▶ [WORK TO COMPLETE]:
Scan the records below, and wherever a line has the word "cursor", pull it out.

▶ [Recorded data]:

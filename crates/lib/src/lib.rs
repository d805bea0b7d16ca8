//! crossmake-lib: programmable cross-platform build orchestration
//!
//! This crate provides the pieces a build script composes:
//! - `Platform`: an (OS, architecture) pair checked against a fixed catalog
//! - `Target`: a unit of work, optionally named or producing an artifact
//! - `Parallel` / `Sequential`: composites that aggregate failures
//! - `Suite`: the registry of named targets and the execution context
//! - `CompileTarget` / `CleanTarget`: leaves that build and remove executables

pub mod leaf;
pub mod name;
pub mod platform;
pub mod suite;
pub mod target;
pub mod util;

pub use leaf::{CleanTarget, CompileTarget, Toolchain, Version};
pub use name::NameTemplate;
pub use platform::{Arch, Os, Platform, PlatformError, PlatformSet};
pub use suite::Suite;
pub use target::{MultiError, NamedTarget, OutputTarget, Target, TargetError, concatenate, parallelize};
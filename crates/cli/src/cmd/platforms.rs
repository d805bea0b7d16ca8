//! Implementation of the `crossmake platforms` command.

use crossmake_lib::leaf::BUILD_TARGET_PREFIX;
use crossmake_lib::{Platform, Suite};
use serde::Serialize;

use super::CommandError;
use crate::output::{print_info, print_json, symbols};

#[derive(Serialize)]
struct PlatformEntry {
  name: String,
  #[serde(flatten)]
  platform: Platform,
  registered: bool,
}

fn entries(suite: &Suite) -> Vec<PlatformEntry> {
  suite
    .supported_platforms()
    .iter()
    .map(|platform| PlatformEntry {
      name: platform.to_string(),
      platform: *platform,
      registered: suite.lookup(&format!("{}{}", BUILD_TARGET_PREFIX, platform)).is_some(),
    })
    .collect()
}

/// List the platforms the suite accepts, marking the ones with a build target.
pub fn cmd_platforms(suite: &Suite, json: bool) -> Result<(), CommandError> {
  let entries = entries(suite);

  if json {
    print_json(&entries)?;
    return Ok(());
  }

  print_info(&format!("{} supported platform(s)", entries.len()));
  for entry in &entries {
    let marker = if entry.registered { symbols::SUCCESS } else { symbols::MINUS };
    let platform = &entry.platform;
    println!("  {} {}/{}{}", marker, platform.os, platform.arch, platform.extension);
  }
  Ok(())
}
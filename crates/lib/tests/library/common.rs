//! Shared helpers for library integration tests.

use std::sync::Arc;
use std::sync::atomic::{AtomicUsize, Ordering};

use crossmake_lib::suite::Suite;
use crossmake_lib::target::{NamedTarget, Target, TargetError, TargetFuture};

/// A named target that counts its runs and optionally fails.
pub struct Counting {
  name: String,
  fail: bool,
  runs: Arc<AtomicUsize>,
}

impl Counting {
  pub fn ok(name: &str) -> Arc<Self> {
    Arc::new(Self {
      name: name.to_string(),
      fail: false,
      runs: Arc::default(),
    })
  }

  pub fn failing(name: &str) -> Arc<Self> {
    Arc::new(Self {
      name: name.to_string(),
      fail: true,
      runs: Arc::default(),
    })
  }

  pub fn runs(&self) -> usize {
    self.runs.load(Ordering::SeqCst)
  }
}

impl Target for Counting {
  fn execute(self: Arc<Self>, _suite: Suite) -> TargetFuture {
    Box::pin(async move {
      self.runs.fetch_add(1, Ordering::SeqCst);
      if self.fail {
        Err(TargetError::CmdFailed {
          cmd: self.name.clone(),
          code: Some(1),
        })
      } else {
        Ok(())
      }
    })
  }
}

impl NamedTarget for Counting {
  fn name(&self) -> String {
    self.name.clone()
  }
}
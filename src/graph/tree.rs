//! Spanning-forest materialization from predecessor arrays.
//!
//! A traversal's predecessor array describes a tree implicitly; these
//! functions turn it into an explicit CSR matrix whose only entries are the
//! tree edges `(predecessors[v], v)`, each carrying the weight of the first
//! matching edge in the original graph.

use num_traits::Zero;

use crate::error::{GraphError, Result};
use crate::graph::csr::CsrGraph;
use crate::graph::traversal::{breadth_first_order, depth_first_order};
use crate::graph::NULL_IDX;

/// Materializes the spanning forest described by `predecessors` over `graph`.
///
/// The result has one edge `(p, v)` per node `v` with predecessor
/// `p != NULL_IDX`. Its weight is the first stored weight of `(p, v)` in
/// `graph`, falling back to `(v, p)` when only the reverse direction is
/// stored (undirected traversals can adopt a parent through the transpose),
/// and to zero if neither edge exists.
///
/// # Errors
///
/// - [`GraphError::PredecessorLength`] if `predecessors` is not one entry per
///   node
/// - [`GraphError::PredecessorOutOfBounds`] if an entry is neither a node id
///   nor [`NULL_IDX`]
pub fn reconstruct_tree<W: Copy + Zero>(
    graph: &CsrGraph<W>,
    predecessors: &[i32],
) -> Result<CsrGraph<W>> {
    let n = graph.node_count();
    if predecessors.len() != n {
        return Err(GraphError::PredecessorLength {
            len: predecessors.len(),
            nodes: n,
        });
    }
    for (node, &pred) in predecessors.iter().enumerate() {
        if pred != NULL_IDX && (pred < 0 || pred as usize >= n) {
            return Err(GraphError::PredecessorOutOfBounds {
                node,
                pred,
                nodes: n,
            });
        }
    }

    // One edge per parented node, grouped by parent via counting sort. The
    // inner scan visits children in ascending id order, so each parent's
    // edge list comes out sorted.
    let mut indptr = vec![0i32; n + 1];
    for &pred in predecessors {
        if pred != NULL_IDX {
            indptr[pred as usize + 1] += 1;
        }
    }
    for i in 0..n {
        indptr[i + 1] += indptr[i];
    }

    let m = indptr[n] as usize;
    let mut indices = vec![0i32; m];
    let mut data = vec![W::zero(); m];
    let mut cursor: Vec<i32> = indptr[..n].to_vec();
    for (node, &pred) in predecessors.iter().enumerate() {
        if pred == NULL_IDX {
            continue;
        }
        let child = node as i32;
        let dst = cursor[pred as usize] as usize;
        indices[dst] = child;
        data[dst] = graph
            .edge_weight(pred, child)
            .or_else(|| graph.edge_weight(child, pred))
            .unwrap_or_else(W::zero);
        cursor[pred as usize] += 1;
    }

    CsrGraph::from_parts(indptr, indices, data)
}

/// Breadth-first spanning tree from `start`: [`breadth_first_order`] composed
/// with [`reconstruct_tree`].
///
/// The tree connects every node reachable from `start` along a minimum-hop
/// path.
///
/// # Errors
///
/// [`GraphError::StartOutOfRange`] if `start` is not a node id.
pub fn breadth_first_tree<W: Copy + Zero>(
    graph: &CsrGraph<W>,
    start: i32,
    directed: bool,
) -> Result<CsrGraph<W>> {
    let (_, predecessors) = breadth_first_order(graph, start, directed)?;
    reconstruct_tree(graph, &predecessors)
}

/// Depth-first spanning tree from `start`: [`depth_first_order`] composed
/// with [`reconstruct_tree`].
///
/// # Errors
///
/// [`GraphError::StartOutOfRange`] if `start` is not a node id.
pub fn depth_first_tree<W: Copy + Zero>(
    graph: &CsrGraph<W>,
    start: i32,
    directed: bool,
) -> Result<CsrGraph<W>> {
    let (_, predecessors) = depth_first_order(graph, start, directed)?;
    reconstruct_tree(graph, &predecessors)
}
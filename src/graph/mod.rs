//! CSR graph storage and the traversal/partitioning engines.
//!
//! The module is organized by concern:
//! - `csr`: validated compressed sparse row storage
//! - `traversal`: breadth-first and depth-first orders with parent trees
//! - `connectivity`: weak and strong component labeling
//! - `tree`: spanning-forest materialization from predecessor arrays

pub mod connectivity;
pub mod csr;
pub mod traversal;
pub mod tree;

// Re-export commonly used items from submodules
pub use connectivity::{connected_components, Connection};
pub use csr::CsrGraph;
pub use traversal::{breadth_first_order, depth_first_order};
pub use tree::{breadth_first_tree, depth_first_tree, reconstruct_tree};

/// Sentinel marking "no predecessor" / "unvisited" in predecessor arrays.
///
/// The literal value `-9999` is part of the observable contract: callers may
/// compare against it directly. It is never a valid node id or component
/// label.
pub const NULL_IDX: i32 = -9999;
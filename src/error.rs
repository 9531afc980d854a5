//! Error types for CSR validation and traversal dispatch.
//!
//! Validation is front-loaded: [`crate::CsrGraph`] constructors reject
//! malformed storage, and the public dispatch functions reject out-of-range
//! start nodes and predecessor arrays. The traversal engines themselves never
//! validate; a [`GraphError`] is always produced before any traversal work.

use thiserror::Error;

/// Convenience alias used throughout the crate.
pub type Result<T> = core::result::Result<T, GraphError>;

/// All error conditions this library can report.
///
/// Structural errors (`Indptr*`, `IndexOutOfBounds`, `DataLength`, `NotSquare`,
/// `TooMany*`) come from [`crate::CsrGraph`] construction. Dispatch errors
/// (`StartOutOfRange`, `InvalidConnection`, `Predecessor*`) come from the
/// public operations before any engine runs.
#[derive(Debug, Clone, PartialEq, Eq, Error)]
pub enum GraphError {
    /// `indptr` must have exactly `node_count + 1` entries and never be empty.
    #[error("indptr has {len} entries; expected at least 1")]
    IndptrLength {
        /// Actual `indptr` length.
        len: usize,
    },

    /// `indptr[0]` must be 0.
    #[error("indptr starts at {0}; must start at 0")]
    IndptrStart(i32),

    /// `indptr` must be monotonically non-decreasing.
    #[error("indptr decreases at position {pos}: {prev} > {next}")]
    IndptrNotMonotone {
        /// First index of the offending adjacent pair.
        pos: usize,
        /// Value at `pos`.
        prev: i32,
        /// Value at `pos + 1`.
        next: i32,
    },

    /// `indptr` must end at the edge count.
    #[error("indptr ends at {end} but there are {edges} edges")]
    IndptrEnd {
        /// Final `indptr` entry.
        end: i32,
        /// Length of `indices`.
        edges: usize,
    },

    /// Every entry of `indices` must name a node in `[0, node_count)`.
    #[error("edge {pos} points to node {node}, outside [0, {nodes})")]
    IndexOutOfBounds {
        /// Position within `indices`.
        pos: usize,
        /// The offending destination id.
        node: i32,
        /// Number of nodes in the graph.
        nodes: usize,
    },

    /// `data` must run parallel to `indices`.
    #[error("data has {len} entries for {edges} edges")]
    DataLength {
        /// Length of `data`.
        len: usize,
        /// Length of `indices`.
        edges: usize,
    },

    /// A dense adjacency matrix must be square.
    #[error("dense row {row} has {len} entries for a {nodes}-node matrix")]
    NotSquare {
        /// Index of the offending row.
        row: usize,
        /// Length of that row.
        len: usize,
        /// Expected length (the number of rows).
        nodes: usize,
    },

    /// Node ids are `i32`; larger graphs cannot be represented.
    #[error("graph with {0} nodes exceeds the i32 index range")]
    TooManyNodes(usize),

    /// Edge positions are `i32`; larger edge lists cannot be represented.
    #[error("graph with {0} edges exceeds the i32 index range")]
    TooManyEdges(usize),

    /// Traversal start node outside `[0, node_count)`.
    #[error("start node {start} out of range for a graph with {nodes} nodes")]
    StartOutOfRange {
        /// The requested start node.
        start: i32,
        /// Number of nodes in the graph.
        nodes: usize,
    },

    /// Unrecognized connection kind when parsing a [`crate::Connection`].
    #[error("connection must be \"weak\" or \"strong\", got {0:?}")]
    InvalidConnection(String),

    /// A predecessor array must have one entry per node.
    #[error("predecessor array has {len} entries for {nodes} nodes")]
    PredecessorLength {
        /// Actual array length.
        len: usize,
        /// Number of nodes in the graph.
        nodes: usize,
    },

    /// Predecessor entries must be valid node ids or [`crate::NULL_IDX`].
    #[error("predecessor of node {node} is {pred}, which is neither a node in [0, {nodes}) nor NULL_IDX")]
    PredecessorOutOfBounds {
        /// The node whose entry is invalid.
        node: usize,
        /// The offending predecessor value.
        pred: i32,
        /// Number of nodes in the graph.
        nodes: usize,
    },
}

▶ [EXERCISE ANSWER]:
    let mut cursor: Vec<i32> = indptr[..n].to_vec();
        let dst = cursor[pred as usize] as usize;
        cursor[pred as usize] += 1;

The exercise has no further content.